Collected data
BEGIN
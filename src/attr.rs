//! getattr / setattr.

use alloc::sync::Arc;

use crate::{
    common::{DisksimAttr, DisksimError, DisksimPermission, DisksimResult, SetAttr},
    node::Node,
    superblock::Session,
};

impl Session {
    pub fn getattr(&self, node: &Arc<Node>) -> DisksimResult<DisksimAttr> {
        let _guard = self.enter()?;
        Ok(node.attr())
    }

    /// Apply the requested changes and return the resulting attributes.
    /// Permission enforcement is the host's job; this only stores values.
    pub fn setattr(&self, node: &Arc<Node>, attr: SetAttr) -> DisksimResult<DisksimAttr> {
        let _guard = self.enter()?;
        if let Some(size) = attr.size {
            if node.is_dir() {
                return Err(DisksimError::IsADirectory);
            }
            self.do_truncate(node, size)?;
        }
        let now = self.now();
        {
            let mut meta = node.meta();
            if let Some(mode) = attr.mode {
                let type_bits = DisksimPermission::from_bits_truncate(meta.mode.file_type_bits());
                meta.mode = type_bits | DisksimPermission::from_mode_masked(mode);
            }
            if let Some(uid) = attr.uid {
                meta.uid = uid;
            }
            if let Some(gid) = attr.gid {
                meta.gid = gid;
            }
            if let Some(atime) = attr.atime {
                meta.atime = atime;
            }
            if let Some(mtime) = attr.mtime {
                meta.mtime = mtime;
            }
            meta.ctime = now;
        }
        Ok(node.attr())
    }
}

#[cfg(test)]
mod tests {
    use super::*;
    use crate::{
        common::{DisksimTimeSpec, Owner},
        hooks::{FixedClock, SessionHooks},
        latency::NoDelay,
        mount_opts::MountOpts,
    };

    fn session() -> Arc<Session> {
        let hooks = SessionHooks::new(Arc::new(FixedClock::new(42)), Arc::new(NoDelay));
        Session::with_hooks(MountOpts::default(), hooks)
    }

    #[test]
    fn chmod_keeps_type_bits() {
        let sb = session();
        let root = sb.root().unwrap();
        let f = sb.create(&root, "f", 0o644, Owner::ROOT).unwrap();
        let attr = sb
            .setattr(&f, SetAttr { mode: Some(0o170600), ..SetAttr::default() })
            .unwrap();
        assert_eq!(attr.mode.bits(), 0o100600);
    }

    #[test]
    fn chown_and_times() {
        let sb = session();
        let root = sb.root().unwrap();
        let f = sb.create(&root, "f", 0o644, Owner::ROOT).unwrap();
        let attr = sb
            .setattr(
                &f,
                SetAttr {
                    uid: Some(7),
                    gid: Some(8),
                    atime: Some(DisksimTimeSpec::new(1, 2)),
                    mtime: Some(DisksimTimeSpec::new(3, 4)),
                    ..SetAttr::default()
                },
            )
            .unwrap();
        assert_eq!((attr.uid, attr.gid), (7, 8));
        assert_eq!(attr.atime, DisksimTimeSpec::new(1, 2));
        assert_eq!(attr.mtime, DisksimTimeSpec::new(3, 4));
        assert_eq!(attr.ctime, DisksimTimeSpec::new(42, 0));
    }

    #[test]
    fn resize_through_setattr() {
        let sb = session();
        let root = sb.root().unwrap();
        let f = sb.create(&root, "f", 0o644, Owner::ROOT).unwrap();
        sb.write(&f, 0, &[1u8; 32]).unwrap();
        let attr = sb.setattr(&f, SetAttr { size: Some(8), ..SetAttr::default() }).unwrap();
        assert_eq!(attr.size, 8);
        assert_eq!(sb.read(&f, 0, 32).unwrap(), vec![1u8; 8]);
        assert_eq!(
            sb.setattr(&root, SetAttr { size: Some(0), ..SetAttr::default() }).unwrap_err(),
            DisksimError::IsADirectory
        );
        assert_eq!(sb.getattr(&f).unwrap().size, 8);
    }
}
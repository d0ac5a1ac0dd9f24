//! People participating in a split

use serde::{Deserialize, Serialize};
use std::fmt;

use core_kernel::PersonId;

/// A person known to the splitter
///
/// The id is fixed at creation; the name can change freely.
#[derive(Debug, Clone, PartialEq, Eq, Hash, Serialize, Deserialize)]
pub struct Person {
    /// Unique identifier within one allocator's id space
    pub id: PersonId,
    /// The person's name, like `"Luz Noceda"`
    pub name: String,
}

impl Person {
    /// Creates a new person with the given name
    pub fn new(id: PersonId, name: impl Into<String>) -> Self {
        Self {
            id,
            name: name.into(),
        }
    }

    /// Creates a person with an auto-generated name
    ///
    /// Also used as the placeholder when a split references a person record
    /// that no longer exists.
    pub fn unnamed(id: PersonId) -> Self {
        Self::new(id, Self::generated_name(id))
    }

    /// Generates a name for a person who has not been named
    pub fn generated_name(id: PersonId) -> String {
        format!("Person #{id}")
    }
}

impl fmt::Display for Person {
    fn fmt(&self, f: &mut fmt::Formatter<'_>) -> fmt::Result {
        write!(f, "{}: {}", self.id, self.name)
    }
}

#[cfg(test)]
mod tests {
    use super::*;

    #[test]
    fn test_unnamed_person_gets_generated_name() {
        let person = Person::unnamed(PersonId::from_raw(3));
        assert_eq!(person.name, "Person #3");
    }

    #[test]
    fn test_display() {
        let person = Person::new(PersonId::from_raw(1), "Eda Clawthorne");
        assert_eq!(person.to_string(), "1: Eda Clawthorne");
    }
}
END
▸ What needs to be done
Print each entry above exactly as given.

▸ Completed exercise
filename src/attr.rs
//! getattr / setattr.

use alloc::sync::Arc;

use crate::{
    common::{DisksimAttr, DisksimError, DisksimPermission, DisksimResult, SetAttr},
    node::Node,
    superblock::Session,
};

impl Session {
    pub fn getattr(&self, node: &Arc<Node>) -> DisksimResult<DisksimAttr> {
        let _guard = self.enter()?;
        Ok(node.attr())
    }

    /// Apply the requested changes and return the resulting attributes.
    /// Permission enforcement is the host's job; this only stores values.
    pub fn setattr(&self, node: &Arc<Node>, attr: SetAttr) -> DisksimResult<DisksimAttr> {
        let _guard = self.enter()?;
        if let Some(size) = attr.size {
            if node.is_dir() {
                return Err(DisksimError::IsADirectory);
            }
            self.do_truncate(node, size)?;
        }
        let now = self.now();
        {
            let mut meta = node.meta();
            if let Some(mode) = attr.mode {
                let type_bits = DisksimPermission::from_bits_truncate(meta.mode.file_type_bits());
                meta.mode = type_bits | DisksimPermission::from_mode_masked(mode);
            }
            if let Some(uid) = attr.uid {
                meta.uid = uid;
            }
            if let Some(gid) = attr.gid {
                meta.gid = gid;
            }
            if let Some(atime) = attr.atime {
                meta.atime = atime;
            }
            if let Some(mtime) = attr.mtime {
                meta.mtime = mtime;
            }
            meta.ctime = now;
        }
        Ok(node.attr())
    }
}

#[cfg(test)]
mod tests {
    use super::*;
    use crate::{
        common::{DisksimTimeSpec, Owner},
        hooks::{FixedClock, SessionHooks},
        latency::NoDelay,
        mount_opts::MountOpts,
    };

    fn session() -> Arc<Session> {
        let hooks = SessionHooks::new(Arc::new(FixedClock::new(42)), Arc::new(NoDelay));
        Session::with_hooks(MountOpts::default(), hooks)
    }

    #[test]
    fn chmod_keeps_type_bits() {
        let sb = session();
        let root = sb.root().unwrap();
        let f = sb.create(&root, "f", 0o644, Owner::ROOT).unwrap();
        let attr = sb
            .setattr(&f, SetAttr { mode: Some(0o170600), ..SetAttr::default() })
            .unwrap();
        assert_eq!(attr.mode.bits(), 0o100600);
    }

    #[test]
    fn chown_and_times() {
        let sb = session();
        let root = sb.root().unwrap();
        let f = sb.create(&root, "f", 0o644, Owner::ROOT).unwrap();
        let attr = sb
            .setattr(
                &f,
                SetAttr {
                    uid: Some(7),
                    gid: Some(8),
                    atime: Some(DisksimTimeSpec::new(1, 2)),
                    mtime: Some(DisksimTimeSpec::new(3, 4)),
                    ..SetAttr::default()
                },
            )
            .unwrap();
        assert_eq!((attr.uid, attr.gid), (7, 8));
        assert_eq!(attr.atime, DisksimTimeSpec::new(1, 2));
        assert_eq!(attr.mtime, DisksimTimeSpec::new(3, 4));
        assert_eq!(attr.ctime, DisksimTimeSpec::new(42, 0));
    }

    #[test]
    fn resize_through_setattr() {
        let sb = session();
        let root = sb.root().unwrap();
        let f = sb.create(&root, "f", 0o644, Owner::ROOT).unwrap();
        sb.write(&f, 0, &[1u8; 32]).unwrap();
        let attr = sb.setattr(&f, SetAttr { size: Some(8), ..SetAttr::default() }).unwrap();
        assert_eq!(attr.size, 8);
        assert_eq!(sb.read(&f, 0, 32).unwrap(), vec![1u8; 8]);
        assert_eq!(
            sb.setattr(&root, SetAttr { size: Some(0), ..SetAttr::default() }).unwrap_err(),
            DisksimError::IsADirectory
        );
        assert_eq!(sb.getattr(&f).unwrap().size, 8);
    }
}
repository d0ac5a1ac0dd9f24
//! People participating in a split

use serde::{Deserialize, Serialize};
use std::fmt;

use core_kernel::PersonId;

/// A person known to the splitter
///
/// The id is fixed at creation; the name can change freely.
#[derive(Debug, Clone, PartialEq, Eq, Hash, Serialize, Deserialize)]
pub struct Person {
    /// Unique identifier within one allocator's id space
    pub id: PersonId,
    /// The person's name, like `"Luz Noceda"`
    pub name: String,
}

impl Person {
    /// Creates a new person with the given name
    pub fn new(id: PersonId, name: impl Into<String>) -> Self {
        Self {
            id,
            name: name.into(),
        }
    }

    /// Creates a person with an auto-generated name
    ///
    /// Also used as the placeholder when a split references a person record
    /// that no longer exists.
    pub fn unnamed(id: PersonId) -> Self {
        Self::new(id, Self::generated_name(id))
    }

    /// Generates a name for a person who has not been named
    pub fn generated_name(id: PersonId) -> String {
        format!("Person #{id}")
    }
}

impl fmt::Display for Person {
    fn fmt(&self, f: &mut fmt::Formatter<'_>) -> fmt::Result {
        write!(f, "{}: {}", self.id, self.name)
    }
}

#[cfg(test)]
mod tests {
    use super::*;

    #[test]
    fn test_unnamed_person_gets_generated_name() {
        let person = Person::unnamed(PersonId::from_raw(3));
        assert_eq!(person.name, "Person #3");
    }

    #[test]
    fn test_display() {
        let person = Person::new(PersonId::from_raw(1), "Eda Clawthorne");
        assert_eq!(person.to_string(), "1: Eda Clawthorne");
    }
}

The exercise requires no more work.